Diing Magot, a freelance journalist who contributes to Voice of America’s South Sudan in Focus program, was arrested in the capital, Juba, on Sunday while covering protests over economic hardships.
At the time of her arrest, Magot did not have her ID or press card with her.
Police arrested the journalist along with several protesters and took her to the Malakia police station.
The South Sudan Media Authority — a government regulatory body — asked VOA to provide a letter confirming that Magot was on assignment for the international broadcaster.
“We have provided the letter to the media authority, and we had expected word of her immediate release,” VOA Public Relations Officer Anna Morris said in a statement Tuesday.

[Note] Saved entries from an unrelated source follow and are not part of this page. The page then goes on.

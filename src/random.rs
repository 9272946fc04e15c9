//! Randomization primitives used by response templates.
//!
//! All draws go through `rand::thread_rng()`, so concurrent requests each use
//! their own thread-local generator and never contend on a shared one.

use rand::seq::SliceRandom;
use rand::Rng;

/// Fixed pool drawn from by [`random_first_name`].
pub const FIRST_NAMES: [&str; 26] = [
    "Aaron",
    "Barbara",
    "Charles",
    "Diane",
    "Edward",
    "Felicity",
    "Greg",
    "Harriet",
    "Idris",
    "Jacqueline",
    "Ken",
    "Lisa",
    "Mark",
    "Nina",
    "Orlando",
    "Pierre",
    "Quaid",
    "Ryan",
    "Stacy",
    "Timothy",
    "Ursula",
    "Victor",
    "Wanda",
    "Xavier",
    "Yolanda",
    "Zachary",
];

/// Characters a generated password may contain (85 in total).
pub const PASSWORD_ALPHABET: &[u8] =
    b"abcdefghijklmnopqrstuvwxyzABCDEFGHIJKLMNOPQRSTUVWXYZ0123456789!@#$%^&*()_+-=[]{}|;:,.";

/// Pick a first name uniformly from [`FIRST_NAMES`].
pub fn random_first_name() -> &'static str {
    let idx = rand::thread_rng().gen_range(0..FIRST_NAMES.len());
    FIRST_NAMES[idx]
}

/// Pick one candidate uniformly. Returns `None` for an empty list.
pub fn random_from<T>(candidates: &[T]) -> Option<&T> {
    candidates.choose(&mut rand::thread_rng())
}

/// Generate a password of exactly `len` characters from [`PASSWORD_ALPHABET`].
pub fn random_password(len: usize) -> String {
    let mut rng = rand::thread_rng();
    (0..len)
        .map(|_| PASSWORD_ALPHABET[rng.gen_range(0..PASSWORD_ALPHABET.len())] as char)
        .collect()
}

#[cfg(test)]
mod tests {
    use super::*;

    #[test]
    fn test_alphabet_size() {
        assert_eq!(PASSWORD_ALPHABET.len(), 85);

        let mut unique = PASSWORD_ALPHABET.to_vec();
        unique.sort_unstable();
        unique.dedup();
        assert_eq!(unique.len(), 85);
    }

    #[test]
    fn test_first_name_from_pool() {
        for _ in 0..100 {
            assert!(FIRST_NAMES.contains(&random_first_name()));
        }
    }

    #[test]
    fn test_random_from() {
        let candidates = ["a", "b", "c"];
        for _ in 0..100 {
            let picked = random_from(&candidates).unwrap();
            assert!(candidates.contains(picked));
        }

        let empty: [&str; 0] = [];
        assert!(random_from(&empty).is_none());
    }

    #[test]
    fn test_password_length_and_alphabet() {
        for len in [0, 1, 8, 64] {
            let password = random_password(len);
            assert_eq!(password.chars().count(), len);
            assert!(password.bytes().all(|b| PASSWORD_ALPHABET.contains(&b)));
        }
    }
}
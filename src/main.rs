//! OpenAPI Mock Server - CLI Entry Point

use anyhow::Result;
use clap::Parser;
use openapi_mock_server::config::{DEFAULT_MAX_ITEM_COUNT, DEFAULT_MAX_LATENCY_MS};
use openapi_mock_server::{build_router, server, OpenApiDocument, ServerConfig, SpecSource};
use std::path::PathBuf;
use std::time::Duration;
use tracing::{info, Level};
use tracing_subscriber::FmtSubscriber;

#[derive(Parser, Debug)]
#[command(
    name = "openapi-mock-server",
    about = "Mock HTTP server for an OpenAPI document - declared responses and templated examples",
    version
)]
struct Args {
    /// Path to an OpenAPI spec file
    #[arg(long, value_name = "PATH")]
    spec_path: Option<PathBuf>,

    /// URL to an OpenAPI spec file
    #[arg(long, value_name = "URL")]
    spec_url: Option<String>,

    /// Address to listen on
    #[arg(long, default_value = ":3000")]
    listen_addr: String,

    /// Largest latency a client may request with X-Mock-Latency
    #[arg(long, default_value_t = DEFAULT_MAX_LATENCY_MS)]
    max_latency_ms: u64,

    /// Largest item count a client may request with X-Mock-Count
    #[arg(long, default_value_t = DEFAULT_MAX_ITEM_COUNT)]
    max_count: i64,

    /// Log level (trace, debug, info, warn, error)
    #[arg(short = 'L', long, default_value = "info")]
    log_level: Level,

    /// Load and check the API document, then exit
    #[arg(long)]
    validate: bool,
}

#[tokio::main]
async fn main() -> Result<()> {
    let args = Args::parse();

    // Initialize logging
    let subscriber = FmtSubscriber::builder()
        .with_max_level(args.log_level)
        .with_target(false)
        .finish();
    tracing::subscriber::set_global_default(subscriber)?;

    let config = ServerConfig {
        listen_addr: args.listen_addr,
        max_latency: Duration::from_millis(args.max_latency_ms),
        max_item_count: args.max_count,
    };
    config.validate()?;

    let Some(source) = SpecSource::from_options(args.spec_path, args.spec_url) else {
        anyhow::bail!(openapi_mock_server::error::DocumentError::NoSource);
    };
    let doc = OpenApiDocument::load(&source).await?;

    // Validate and exit if requested
    if args.validate {
        println!(
            "Spec is valid ({} paths, {} operations defined)",
            doc.paths.len(),
            doc.operations().count()
        );
        return Ok(());
    }

    let router = build_router(&doc, &config);

    info!(listen_addr = %config.listen_addr, "Starting mock server");
    server::serve(&config, router).await?;

    Ok(())
}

Instead, Morris said, Magot was moved with five protesters to Juba Central Prison where she is awaiting a court date.
“We are extremely distressed by the arrest of Diing Magot,” Morris said. “We are asking South Sudan authorities for the immediate release of our journalist.”
The Union of Journalists of South Sudan said that lawyers representing the journalist were denied access to her.
In a letter demanding her release — shared on social media — the union said it believes that Magot’s rights under the constitution are being contravened. South Sudan’s constitution states that a person must be released on bond or brought to a court within 24 hours of their arrest, the union said.
The South Sudan embassy in Washington did not respond to VOA’s email requesting comment.
The New York-based Committee to Protect Journalists cited a police spokesperson as saying that Magot remains under investigation and that the attorney general has given authorities permission to hold her for an additional three days.
The U.S. embassy in Juba called on authorities to “immediately release” Magot. Noting that she was arrested while covering a peaceful protest, the embassy added, “We affirm the right of journalists to do their jobs without interference or harm.”
The media rights group the Committee to Protect Journalists said that South Sudan’s journalists should be able to work without the threat of arrest.
“Journalists in South Sudan should not need to worry that they may be detained for simply doing their work to inform the public about what is happening in their country,” said Muthoki Mumo, CPJ’s sub-Saharan Africa representative, in Nairobi.
Authorities should “immediately release” Magot, she added.
Other media watchdogs have previously described conditions for South Sudan’s media as “extremely precarious.”
Earlier this year, at least eight journalists, including a VOA contributor, were detained briefly on the grounds of parliament, where they had planned to cover a press conference, according to the Committee to Protect Journalists.